Thursday, March 13, 2014

The trouble with mirrors is that they only see what's on the surface

Boy, Snow, Bird, by Helen Oyeyemi
Helen Oyeyemi's Boy, Snow, Bird is loosely based on the Snow White fairy tale, though it modernizes the story to one set in 1950s Massachusetts in a sleepy little segregated town.  Boy, 20-year-old woman, arrives in town looking for a better life than the miserable one she left behind in New York.  She finds... a lot more than she bargained for, including a widower whom she is drawn to but also clashes with.

I think the book description for this book gives a bit too much away, though I can imagine how much they struggled to write it because it's hard to write about this book without giving a lot away.  Therefore, this will probably be a short review, but I hope you won't take that to mean that I did not enjoy the book.  I did, but in a completely different way than I expected.

This is a thinking book, the sort that is practically begging for group discussion and analysis to go over in minute detail all of the symbolism that I am pretty sure I did not fully grasp.  For example, why the main narrator is named Boy.  And the way that Oyeyemi used mirrors to describe the difference between what people perceive and what you really are.  And whether people even see you in the first place.  For example, Boy is a white woman.  She loves to look at herself in the mirror.  Generally, her reflection looks pretty satisfied with herself.  Her stepdaughter Snow can usually see herself in the mirror but sometimes she cannot.  And Boy's daughter Bird - well, more often than not, she is completely invisible in the mirror.  She will walk into a room and the mirror just won't see her.  It's a pretty chilling metaphor for race, and a very apt one.  And just one of the many, many ways that Oyeyemi amps up the Snow White fairy tale to make it much more relevant.  She is a master at showing us the complex and intricate ways in which race plays into our lives and defines us in ways that we often do not wish to be defined.

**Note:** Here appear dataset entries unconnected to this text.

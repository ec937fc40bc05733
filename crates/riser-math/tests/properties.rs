//! Property-based tests for riser-math.
//!
//! Uses proptest to check the distributional invariants over many random
//! PDF tables and sample pools.

use proptest::prelude::*;
use riser_math::numeric::trapezoid;
use riser_math::{
    estimate_density, hpd, iqr, sample, DensityOptions, PdfTable, Smoothing,
    DEFAULT_HPD_RESOLUTION,
};

/// Tolerance for floating point comparisons.
const TOL: f64 = 1e-9;

fn approx_eq(a: f64, b: f64, tol: f64) -> bool {
    if a.is_nan() || b.is_nan() {
        return false;
    }
    (a - b).abs() <= tol.max(tol * a.abs().max(b.abs()))
}

/// Random valid PDF table: strictly increasing support from positive gaps,
/// non-negative densities with at least one positive value.
fn arb_pdf() -> impl Strategy<Value = PdfTable> {
    (2usize..40)
        .prop_flat_map(|n| {
            (
                -100.0..100.0f64,
                prop::collection::vec(0.01..10.0f64, n - 1),
                prop::collection::vec(0.0..5.0f64, n),
            )
        })
        .prop_map(|(start, gaps, mut density)| {
            let mut support = Vec::with_capacity(gaps.len() + 1);
            support.push(start);
            for gap in gaps {
                let next = support[support.len() - 1] + gap;
                support.push(next);
            }
            // Guarantee positive mass.
            density[0] += 0.5;
            PdfTable::new(support, density).expect("generated table is valid")
        })
}

fn arb_pool() -> impl Strategy<Value = Vec<f64>> {
    prop::collection::vec(-50.0..50.0f64, 1..300)
}

// ============================================================================
// PDF table / sampler
// ============================================================================

proptest! {
    #![proptest_config(ProptestConfig::with_cases(500))]

    /// cdf(invert(p)) recovers p.
    #[test]
    fn cdf_inverts_invert(pdf in arb_pdf(), p in 0.0..=1.0f64) {
        let x = pdf.invert(p);
        prop_assert!(approx_eq(pdf.cdf(x), p, 1e-7), "p={} x={} cdf={}", p, x, pdf.cdf(x));
    }

    /// Inversion is bounded by the support and monotone in p.
    #[test]
    fn invert_is_monotone_and_bounded(pdf in arb_pdf(), a in 0.0..=1.0f64, b in 0.0..=1.0f64) {
        let (lo, hi) = if a <= b { (a, b) } else { (b, a) };
        let x_lo = pdf.invert(lo);
        let x_hi = pdf.invert(hi);
        prop_assert!(x_lo <= x_hi + TOL);
        prop_assert!(x_lo >= pdf.min() && x_hi <= pdf.max());
        prop_assert_eq!(pdf.invert(0.0), pdf.min());
        prop_assert_eq!(pdf.invert(1.0), pdf.max());
    }

    /// Stored density has unit mass and the cumulative is non-decreasing.
    #[test]
    fn table_is_normalized(pdf in arb_pdf()) {
        prop_assert!(approx_eq(trapezoid(pdf.support(), pdf.density()), 1.0, 1e-9));
        prop_assert!(pdf.cumulative().windows(2).all(|w| w[1] >= w[0]));
    }

    /// Sampling is a pure function of the uniform.
    #[test]
    fn sample_is_deterministic(pdf in arb_pdf(), u in 0.0..1.0f64) {
        prop_assert_eq!(sample(&pdf, u), sample(&pdf, u));
    }
}

// ============================================================================
// Density estimator
// ============================================================================

proptest! {
    #![proptest_config(ProptestConfig::with_cases(200))]

    #[test]
    fn kde_integrates_to_one(pool in arb_pool()) {
        let pdf = estimate_density(&pool, &DensityOptions::kde()).unwrap();
        prop_assert!(approx_eq(trapezoid(pdf.support(), pdf.density()), 1.0, 1e-9));
    }

    #[test]
    fn histogram_integrates_to_one(pool in arb_pool(), window in 1usize..6) {
        let options = DensityOptions::histogram().with_smoothing(Smoothing::Gaussian(window));
        let pdf = estimate_density(&pool, &options).unwrap();
        prop_assert!(approx_eq(trapezoid(pdf.support(), pdf.density()), 1.0, 1e-9));
        prop_assert_eq!(pdf.density()[0], 0.0);
    }

    /// Shuffling the pool does not change the estimate.
    #[test]
    fn density_ignores_sample_order(pool in arb_pool()) {
        let mut reversed = pool.clone();
        reversed.reverse();
        let options = DensityOptions::histogram();
        prop_assert_eq!(
            estimate_density(&pool, &options).unwrap(),
            estimate_density(&reversed, &options).unwrap()
        );
    }
}

// ============================================================================
// Range analyzer
// ============================================================================

proptest! {
    #![proptest_config(ProptestConfig::with_cases(300))]

    /// IQR width never shrinks as the requested mass grows.
    #[test]
    fn iqr_width_is_monotone(pdf in arb_pdf(), a in 0.0..=1.0f64, b in 0.0..=1.0f64) {
        let (lo, hi) = if a <= b { (a, b) } else { (b, a) };
        let narrow = iqr(&pdf, lo).unwrap();
        let wide = iqr(&pdf, hi).unwrap();
        prop_assert!(narrow.width() <= wide.width() + TOL);
    }

    /// HPD intervals are sorted, disjoint and hold at least the requested mass.
    #[test]
    fn hpd_intervals_are_well_formed(pdf in arb_pdf(), mass in 0.05..=1.0f64) {
        let ranges = hpd(&pdf, mass, DEFAULT_HPD_RESOLUTION).unwrap();
        prop_assert!(!ranges.intervals.is_empty());
        prop_assert!(ranges.mass >= mass - 1e-9, "mass {} < {}", ranges.mass, mass);
        for interval in &ranges.intervals {
            prop_assert!(interval.low < interval.high);
            prop_assert!(interval.low >= pdf.min() && interval.high <= pdf.max());
        }
        for pair in ranges.intervals.windows(2) {
            prop_assert!(pair[0].high < pair[1].low);
        }
        let total: f64 = ranges.intervals.iter().map(|i| i.mass).sum();
        prop_assert!(approx_eq(total, ranges.mass, 1e-7));
    }

    /// More bisection steps bring the enclosed mass closer to the target.
    #[test]
    fn hpd_converges_with_resolution(pdf in arb_pdf(), mass in 0.1..0.95f64) {
        let coarse = hpd(&pdf, mass, 4).unwrap();
        let fine = hpd(&pdf, mass, DEFAULT_HPD_RESOLUTION).unwrap();
        prop_assert!(fine.mass <= coarse.mass + 1e-9);
        prop_assert!(fine.mass >= mass - 1e-9);
    }
}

There's a great quote in the book that I think sums this up pretty well:
I've met Great-aunt Effie enough times to go beyond first impressions, and there isn't a bad bone in that woman's body.  But ... that girl you mentioned, the one who feels cheated, Great-aunt Effie is like that.  She thinks there are treasures that were within her reach, but her skin stole them from her.  She thinks she could've been somebody.  But she is somebody.  Somebody who's changed bullies away with broomsticks, somebody who saved for years so Aunt Clara could go to nursing school without having to ask her mother for the money.  She's somebody Aunt Clara loves, somebody she couldn't have done without.  A woman like Effie Whitman thinking she could've been somebody ... that pushes icicles all the way down my spine.
I wouldn't say that this book is perfect.  Or, I guess I would rephrase that.  I wouldn't say that this book is easy to digest and understand on the first go-round.  Even now, a week after I finished it, I am still mulling over the ending and the character relationships and what exactly everything meant.  I wish someone else would read the book and discuss it with me!  It challenged me in ways that reminded me of why I loved English class so much in school, and reminded me that we don't give modern literature nearly enough credit by focusing so much on reading "classics" because the traditional classics often ignore big issues like gender and race, and those are very important issues that deserve our attention and critical thinking.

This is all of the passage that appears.